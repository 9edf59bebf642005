//! Update Cart Tax Handler

use salvo::{
    oapi::extract::{JsonBody, PathParam},
    prelude::*,
};
use validator::Validate;

use cartkit_app::domain::cart_taxes::{data::NewCartTax, records::CartTaxUuid};

use crate::{
    cart_taxes::{
        errors::{absent_on_update, render_error},
        models::{CartTaxRequest, CartTaxResponse},
    },
    extensions::*,
    validation::{ValidationErrorResponse, render_field_errors},
};

/// Update Cart Tax Handler
///
/// Replaces the stored entry. When no creation date is supplied the stored one
/// is kept.
#[endpoint(
    tags("cart-tax"),
    summary = "Update Cart Tax Entry",
    responses(
        (status_code = StatusCode::OK, description = "Cart tax entry updated", body = CartTaxResponse),
        (status_code = StatusCode::BAD_REQUEST, description = "Invalid or unknown cart tax entry", body = ValidationErrorResponse),
    ),
)]
pub(crate) async fn handler(
    id: PathParam<String>,
    json: JsonBody<CartTaxRequest>,
    depot: &mut Depot,
    res: &mut Response,
) -> Result<StatusCode, StatusError> {
    let state = depot.state_or_500()?;
    let id = id.into_inner();
    let update = NewCartTax::try_from(json.into_inner())?;

    // Field errors take precedence over the missing entry, as in the service.
    let Ok(uuid) = id.parse::<CartTaxUuid>() else {
        return match update.validate() {
            Ok(()) => Err(absent_on_update(&id)),
            Err(errors) => Ok(render_field_errors(res, errors.into())),
        };
    };

    match state.app.cart_taxes.update_cart_tax(uuid, update).await {
        Ok(record) => {
            res.render(Json(CartTaxResponse::from(record)));

            Ok(StatusCode::OK)
        }
        Err(error) => render_error(res, error),
    }
}

#[cfg(test)]
mod tests {
    use salvo::test::{ResponseExt, TestClient};
    use serde_json::json;
    use testresult::TestResult;

    use cartkit_app::domain::{
        cart_taxes::{CartTaxesServiceError, MockCartTaxesService, records::CartTaxUuid},
        validation::FieldErrors,
    };

    use crate::test_helpers::cart_taxes_service;

    use super::{super::tests::*, *};

    fn make_service(cart_taxes: MockCartTaxesService) -> Service {
        cart_taxes_service(cart_taxes, Router::with_path("api/cart-tax/{id}").put(handler))
    }

    #[tokio::test]
    async fn test_update_returns_200() -> TestResult {
        let uuid = CartTaxUuid::new();
        let record = make_record(uuid);

        let mut cart_taxes = MockCartTaxesService::new();

        cart_taxes
            .expect_update_cart_tax()
            .once()
            .withf(move |id, update| *id == uuid && *update == sales_tax())
            .return_once(move |_, _| Ok(record));

        let mut res = TestClient::put(format!("http://example.com/api/cart-tax/{uuid}"))
            .json(&sales_tax_json())
            .send(&make_service(cart_taxes))
            .await;

        let body: CartTaxResponse = res.take_json().await?;

        assert_eq!(res.status_code, Some(StatusCode::OK));
        assert_eq!(body.id, uuid.into_uuid());

        Ok(())
    }

    #[tokio::test]
    async fn test_update_missing_entry_returns_400() -> TestResult {
        let uuid = CartTaxUuid::new();

        let mut cart_taxes = MockCartTaxesService::new();

        cart_taxes
            .expect_update_cart_tax()
            .once()
            .return_once(move |_, _| Err(CartTaxesServiceError::NotFound(uuid)));

        let res = TestClient::put(format!("http://example.com/api/cart-tax/{uuid}"))
            .json(&sales_tax_json())
            .send(&make_service(cart_taxes))
            .await;

        assert_eq!(res.status_code, Some(StatusCode::BAD_REQUEST));

        Ok(())
    }

    #[tokio::test]
    async fn test_update_validation_failure_returns_field_errors() -> TestResult {
        let uuid = CartTaxUuid::new();
        let errors: FieldErrors =
            [("tax_rate", "Tax rate must be greater than 0")].into_iter().collect();

        let mut cart_taxes = MockCartTaxesService::new();

        cart_taxes
            .expect_update_cart_tax()
            .once()
            .return_once(move |_, _| Err(CartTaxesServiceError::Validation(errors)));

        let mut res = TestClient::put(format!("http://example.com/api/cart-tax/{uuid}"))
            .json(&json!({ "tax_rate": 0 }))
            .send(&make_service(cart_taxes))
            .await;

        let body: ValidationErrorResponse = res.take_json().await?;

        assert_eq!(res.status_code, Some(StatusCode::BAD_REQUEST));
        assert_eq!(
            body.errors.get("tax_rate").map(String::as_str),
            Some("Tax rate must be greater than 0")
        );

        Ok(())
    }

    #[tokio::test]
    async fn test_update_non_uuid_id_returns_400() -> TestResult {
        let mut cart_taxes = MockCartTaxesService::new();

        cart_taxes.expect_update_cart_tax().never();

        let mut res = TestClient::put("http://example.com/api/cart-tax/missing-id")
            .json(&sales_tax_json())
            .send(&make_service(cart_taxes))
            .await;

        assert_eq!(res.status_code, Some(StatusCode::BAD_REQUEST));
        assert!(
            res.take_string()
                .await?
                .contains("ERROR: Cart tax entry not found with ID: missing-id")
        );

        Ok(())
    }
}
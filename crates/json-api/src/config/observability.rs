//! Observability & Logging Config

use clap::Args;

/// Log output format.
#[derive(Clone, Copy, Debug, clap::ValueEnum)]
pub enum LogFormat {
    /// Compact, human-readable logs.
    Compact,

    /// Structured JSON logs.
    Json,
}

/// Logging settings.
#[derive(Debug, Args)]
pub struct LoggingConfig {
    /// Log level (trace, debug, info, warn, error)
    #[arg(short, long, env = "RUST_LOG", default_value = "info")]
    pub log_level: String,

    /// Log format (compact, json)
    #[arg(long, env = "LOG_FORMAT", value_enum, default_value_t = LogFormat::Compact)]
    pub log_format: LogFormat,
}

/// Tracing export and request logging settings.
#[derive(Debug, Args)]
pub struct ObservabilityConfig {
    /// Enable OpenTelemetry tracing export.
    #[arg(long, env = "OTEL_ENABLED", default_value_t = false)]
    pub otel_enabled: bool,

    /// Enable traceparent extraction from incoming request headers.
    #[arg(long, env = "OTEL_PARENT_PROPAGATION_ENABLED", default_value_t = false)]
    pub otel_parent_propagation_enabled: bool,

    /// OTLP gRPC endpoint for trace export.
    #[arg(
        long,
        env = "OTEL_EXPORTER_OTLP_ENDPOINT",
        default_value = "http://localhost:4317"
    )]
    pub otel_exporter_otlp_endpoint: String,

    /// OTLP exporter timeout in seconds.
    #[arg(
        long,
        env = "OTEL_EXPORTER_OTLP_TIMEOUT_SECONDS",
        default_value_t = 3u64
    )]
    pub otel_exporter_otlp_timeout_seconds: u64,

    /// OpenTelemetry service name.
    #[arg(long, env = "OTEL_SERVICE_NAME", default_value = "cartkit-json")]
    pub otel_service_name: String,

    /// OpenTelemetry service version.
    #[arg(
        long,
        env = "OTEL_SERVICE_VERSION",
        default_value = env!("CARGO_PKG_VERSION")
    )]
    pub otel_service_version: String,

    /// OpenTelemetry deployment environment.
    #[arg(
        long,
        env = "OTEL_DEPLOYMENT_ENVIRONMENT",
        default_value = "development"
    )]
    pub otel_deployment_environment: String,

    /// Trace sampling ratio in range [0.0, 1.0].
    #[arg(long, env = "OTEL_TRACE_SAMPLE_RATIO", default_value_t = 1.0_f64)]
    pub otel_trace_sample_ratio: f64,

    /// Requests slower than this many milliseconds are logged as warnings.
    #[arg(long, env = "SLOW_REQUEST_THRESHOLD_MS", default_value_t = 1_000_u64)]
    pub slow_request_threshold_ms: u64,
}
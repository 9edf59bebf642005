//! Database Config

use clap::Args;

/// Document store settings.
#[derive(Debug, Args)]
pub struct DatabaseConfig {
    /// `PostgreSQL` connection string
    #[arg(long, env = "DATABASE_URL", hide_env_values = true)]
    pub database_url: String,
}
//! Request logging settings, injected into the depot.

use crate::config::ServerConfig;

const DEFAULT_SLOW_REQUEST_THRESHOLD_MS: u64 = 1_000;

/// Per-request logging behaviour resolved from configuration.
#[derive(Debug, Clone, Copy, PartialEq, Eq)]
pub(crate) struct RequestLoggingSettings {
    pub(crate) slow_request_threshold_ms: u64,
    pub(crate) parent_propagation_enabled: bool,
}

impl RequestLoggingSettings {
    pub(crate) fn from_config(config: &ServerConfig) -> Self {
        let observability = &config.observability;

        Self {
            slow_request_threshold_ms: observability.slow_request_threshold_ms,
            parent_propagation_enabled: observability.otel_enabled
                && observability.otel_parent_propagation_enabled,
        }
    }
}

impl Default for RequestLoggingSettings {
    fn default() -> Self {
        Self {
            slow_request_threshold_ms: DEFAULT_SLOW_REQUEST_THRESHOLD_MS,
            parent_propagation_enabled: false,
        }
    }
}
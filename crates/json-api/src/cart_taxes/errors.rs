//! Cart Tax Errors

use salvo::prelude::*;
use tracing::error;

use cartkit_app::domain::cart_taxes::CartTaxesServiceError;

use crate::validation::render_field_errors;

/// Validation failures get a field map body; everything else becomes a `400`
/// with an `ERROR:` brief.
pub(crate) fn render_error(
    res: &mut Response,
    error: CartTaxesServiceError,
) -> Result<StatusCode, StatusError> {
    match error {
        CartTaxesServiceError::Validation(errors) => Ok(render_field_errors(res, errors)),
        error => Err(into_status_error(&error)),
    }
}

pub(crate) fn into_status_error(error: &CartTaxesServiceError) -> StatusError {
    if let CartTaxesServiceError::Store(source) = error {
        error!("cart tax store failure: {source}");
    }

    StatusError::bad_request().brief(format!("ERROR: {error}"))
}

/// Deleting an absent entry is a `404`, unlike the other operations.
pub(crate) fn into_delete_status_error(error: &CartTaxesServiceError) -> StatusError {
    match error {
        CartTaxesServiceError::NotFound(uuid) => absent_on_delete(&uuid.to_string()),
        CartTaxesServiceError::Validation(_) | CartTaxesServiceError::Store(_) => {
            into_status_error(error)
        }
    }
}

/// A path id that is not a UUID names no stored entry, so the absent responses
/// take the raw text.
pub(crate) fn absent_on_get(id: &str) -> StatusError {
    StatusError::bad_request().brief(format!("ERROR: Cart tax with ID {id} not found"))
}

pub(crate) fn absent_on_update(id: &str) -> StatusError {
    StatusError::bad_request().brief(format!("ERROR: Cart tax entry not found with ID: {id}"))
}

pub(crate) fn absent_on_delete(id: &str) -> StatusError {
    StatusError::not_found().brief(format!("Error: Cart tax entry not found with ID: {id}"))
}
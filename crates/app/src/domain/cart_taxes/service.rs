//! Cart taxes service.

use std::sync::Arc;

use async_trait::async_trait;
use jiff::Timestamp;
use mockall::automock;
use tracing::{error, info, warn};
use validator::Validate;

use crate::domain::cart_taxes::{
    data::NewCartTax,
    errors::CartTaxesServiceError,
    records::{CartTaxRecord, CartTaxUuid},
    repository::CartTaxesRepository,
};

#[derive(Clone)]
pub struct DefaultCartTaxesService {
    repository: Arc<dyn CartTaxesRepository>,
}

impl DefaultCartTaxesService {
    #[must_use]
    pub fn new(repository: Arc<dyn CartTaxesRepository>) -> Self {
        Self { repository }
    }
}

#[async_trait]
impl CartTaxesService for DefaultCartTaxesService {
    async fn add_cart_tax(
        &self,
        cart_tax: NewCartTax,
    ) -> Result<CartTaxRecord, CartTaxesServiceError> {
        cart_tax.validate()?;

        info!(
            cart_id = %cart_tax.cart_id,
            cart_item_id = %cart_tax.cart_item_id,
            "adding a new cart tax entry"
        );

        let document = cart_tax.into_document(Timestamp::now());

        let saved = self.repository.save(None, document).await?;

        info!(
            uuid = %saved.uuid,
            cart_id = %saved.document.cart_id,
            cart_item_id = %saved.document.cart_item_id,
            "added cart tax entry"
        );

        Ok(saved)
    }

    async fn get_cart_tax(
        &self,
        cart_tax: CartTaxUuid,
    ) -> Result<CartTaxRecord, CartTaxesServiceError> {
        info!(uuid = %cart_tax, "fetching cart tax entry");

        let Some(record) = self.repository.find_by_id(cart_tax).await? else {
            warn!(uuid = %cart_tax, "cart tax entry not found");

            return Err(CartTaxesServiceError::NotFound(cart_tax));
        };

        info!(uuid = %cart_tax, "cart tax entry found");

        Ok(record)
    }

    async fn update_cart_tax(
        &self,
        cart_tax: CartTaxUuid,
        update: NewCartTax,
    ) -> Result<CartTaxRecord, CartTaxesServiceError> {
        update.validate()?;

        info!(uuid = %cart_tax, "updating cart tax entry");

        let Some(existing) = self.repository.find_by_id(cart_tax).await? else {
            error!(uuid = %cart_tax, "cart tax entry not found for update");

            return Err(CartTaxesServiceError::NotFound(cart_tax));
        };

        let created_date = update
            .created_date
            .unwrap_or(existing.document.created_date);

        let updated = self
            .repository
            .save(Some(cart_tax), update.into_document(created_date))
            .await?;

        info!(uuid = %cart_tax, "updated cart tax entry");

        Ok(updated)
    }

    async fn delete_cart_tax(
        &self,
        cart_tax: CartTaxUuid,
    ) -> Result<(), CartTaxesServiceError> {
        info!(uuid = %cart_tax, "deleting cart tax entry");

        if self.repository.find_by_id(cart_tax).await?.is_none() {
            error!(uuid = %cart_tax, "cart tax entry not found for deletion");

            return Err(CartTaxesServiceError::NotFound(cart_tax));
        }

        self.repository.delete_by_id(cart_tax).await?;

        info!(uuid = %cart_tax, "deleted cart tax entry");

        Ok(())
    }
}

#[automock]
#[async_trait]
pub trait CartTaxesService: Send + Sync {
    /// Validates and stores a new entry. The creation date is always stamped
    /// with the current time, whatever the caller supplied.
    async fn add_cart_tax(
        &self,
        cart_tax: NewCartTax,
    ) -> Result<CartTaxRecord, CartTaxesServiceError>;

    /// Retrieve a single entry.
    async fn get_cart_tax(
        &self,
        cart_tax: CartTaxUuid,
    ) -> Result<CartTaxRecord, CartTaxesServiceError>;

    /// Replaces the whole entry stored under `cart_tax`, which must already exist.
    async fn update_cart_tax(
        &self,
        cart_tax: CartTaxUuid,
        update: NewCartTax,
    ) -> Result<CartTaxRecord, CartTaxesServiceError>;

    /// Deletes an existing entry.
    async fn delete_cart_tax(
        &self,
        cart_tax: CartTaxUuid,
    ) -> Result<(), CartTaxesServiceError>;
}
//! Depot helper extensions.

use std::{any::Any, sync::Arc};

use salvo::prelude::{Depot, StatusError};

use crate::state::State;

/// Helpers for mapping depot extraction failures to HTTP errors.
pub(crate) trait DepotExt {
    fn obtain_or_500<T: Any + Send + Sync>(&self) -> Result<&T, StatusError>;

    /// Shared application state injected at the router root.
    fn state_or_500(&self) -> Result<&Arc<State>, StatusError> {
        self.obtain_or_500::<Arc<State>>()
    }
}

impl DepotExt for Depot {
    fn obtain_or_500<T: Any + Send + Sync>(&self) -> Result<&T, StatusError> {
        self.obtain::<T>()
            .map_err(|_ignored| StatusError::internal_server_error())
    }
}
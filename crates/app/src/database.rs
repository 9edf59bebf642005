//! Database connection management

use sqlx::{PgPool, migrate::MigrateError};

/// Connect to `PostgreSQL`.
///
/// # Errors
///
/// Returns an error if the connection cannot be established.
pub async fn connect(database_url: &str) -> Result<PgPool, sqlx::Error> {
    PgPool::connect(database_url).await
}

/// Apply the embedded document collection migrations.
///
/// # Errors
///
/// Returns an error if a migration fails to apply.
pub async fn migrate(pool: &PgPool) -> Result<(), MigrateError> {
    sqlx::migrate!("../../migrations").run(pool).await
}
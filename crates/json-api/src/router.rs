//! App Router

use salvo::Router;

use crate::{cart_taxes, delivery_groups};

pub(crate) fn app_router() -> Router {
    Router::new()
        .push(
            Router::with_path("api/cart-tax")
                .post(cart_taxes::create::handler)
                .push(
                    Router::with_path("{id}")
                        .get(cart_taxes::get::handler)
                        .put(cart_taxes::update::handler)
                        .delete(cart_taxes::delete::handler),
                ),
        )
        .push(
            Router::with_path("cartsdeliverygroup")
                .push(Router::with_path("insert").post(delivery_groups::insert::handler))
                .push(Router::with_path("get/{id}").get(delivery_groups::get::handler))
                .push(Router::with_path("update/{id}").put(delivery_groups::update::handler))
                .push(Router::with_path("delete/{id}").delete(delivery_groups::delete::handler))
                .push(
                    Router::with_path("searchBycartId/{cart_id}")
                        .get(delivery_groups::search::by_cart_id),
                )
                .push(
                    Router::with_path("searchBycustomerName/{customer_name}")
                        .get(delivery_groups::search::by_customer_name),
                )
                .push(
                    Router::with_path("searchBydeliveryMethodId/{delivery_method_id}")
                        .get(delivery_groups::search::by_delivery_method_id),
                )
                .push(
                    Router::with_path("searchByshipToPhone/{ship_to_phone_number}")
                        .get(delivery_groups::search::by_ship_to_phone_number),
                ),
        )
}

#[cfg(test)]
mod tests {
    use salvo::{
        affix_state::inject,
        prelude::*,
        test::{ResponseExt, TestClient},
    };
    use serde_json::{Value, json};
    use testresult::TestResult;

    use cartkit_app::domain::{
        cart_taxes::MockCartTaxesService, delivery_groups::MockDeliveryGroupsService,
    };

    use crate::test_helpers::state_with;

    use super::*;

    fn make_service() -> Service {
        Service::new(
            Router::new()
                .hoop(inject(state_with(
                    MockCartTaxesService::new(),
                    MockDeliveryGroupsService::new(),
                )))
                .push(app_router()),
        )
    }

    #[tokio::test]
    async fn test_non_uuid_ids_are_treated_as_absent() -> TestResult {
        let cases = [
            (
                TestClient::delete("http://example.com/api/cart-tax/missing-id"),
                "Error: Cart tax entry not found with ID: missing-id",
            ),
            (
                TestClient::get("http://example.com/cartsdeliverygroup/get/missing-id"),
                "Cart delivery group not found",
            ),
            (
                TestClient::delete("http://example.com/cartsdeliverygroup/delete/missing-id"),
                "Error occurred while deleting cart delivery group",
            ),
        ];

        for (request, brief) in cases {
            let mut res = request.send(&make_service()).await;

            assert_eq!(res.status_code, Some(StatusCode::NOT_FOUND));
            assert!(res.take_string().await?.contains(brief));
        }

        Ok(())
    }

    #[tokio::test]
    async fn test_insert_reports_missing_fields_before_calling_service() -> TestResult {
        let mut res = TestClient::post("http://example.com/cartsdeliverygroup/insert")
            .json(&json!({}))
            .send(&make_service())
            .await;

        let body: Value = res.take_json().await?;

        assert_eq!(res.status_code, Some(StatusCode::BAD_REQUEST));
        assert_eq!(
            body["errors"]["grand_total_amount"],
            json!("Grand Total Amount is required")
        );

        Ok(())
    }

    #[tokio::test]
    async fn test_unknown_route_returns_404() -> TestResult {
        let res = TestClient::get("http://example.com/cartsdeliverygroup/unknown")
            .send(&make_service())
            .await;

        assert_eq!(res.status_code, Some(StatusCode::NOT_FOUND));

        Ok(())
    }
}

——————————

**TASK PROMPT**. What you write must be the entries restated word for word, from the opening line through the one holding "return match update.validate()", with nothing else.

**ANSWER SECTION**.
repository 9edf59bebf642005
//! Update Cart Tax Handler

use salvo::{
    oapi::extract::{JsonBody, PathParam},
    prelude::*,
};
use validator::Validate;

use cartkit_app::domain::cart_taxes::{data::NewCartTax, records::CartTaxUuid};

use crate::{
    cart_taxes::{
        errors::{absent_on_update, render_error},
        models::{CartTaxRequest, CartTaxResponse},
    },
    extensions::*,
    validation::{ValidationErrorResponse, render_field_errors},
};

/// Update Cart Tax Handler
///
/// Replaces the stored entry. When no creation date is supplied the stored one
/// is kept.
#[endpoint(
    tags("cart-tax"),
    summary = "Update Cart Tax Entry",
    responses(
        (status_code = StatusCode::OK, description = "Cart tax entry updated", body = CartTaxResponse),
        (status_code = StatusCode::BAD_REQUEST, description = "Invalid or unknown cart tax entry", body = ValidationErrorResponse),
    ),
)]
pub(crate) async fn handler(
    id: PathParam<String>,
    json: JsonBody<CartTaxRequest>,
    depot: &mut Depot,
    res: &mut Response,
) -> Result<StatusCode, StatusError> {
    let state = depot.state_or_500()?;
    let id = id.into_inner();
    let update = NewCartTax::try_from(json.into_inner())?;

    // Field errors take precedence over the missing entry, as in the service.
    let Ok(uuid) = id.parse::<CartTaxUuid>() else {
        return match update.validate() {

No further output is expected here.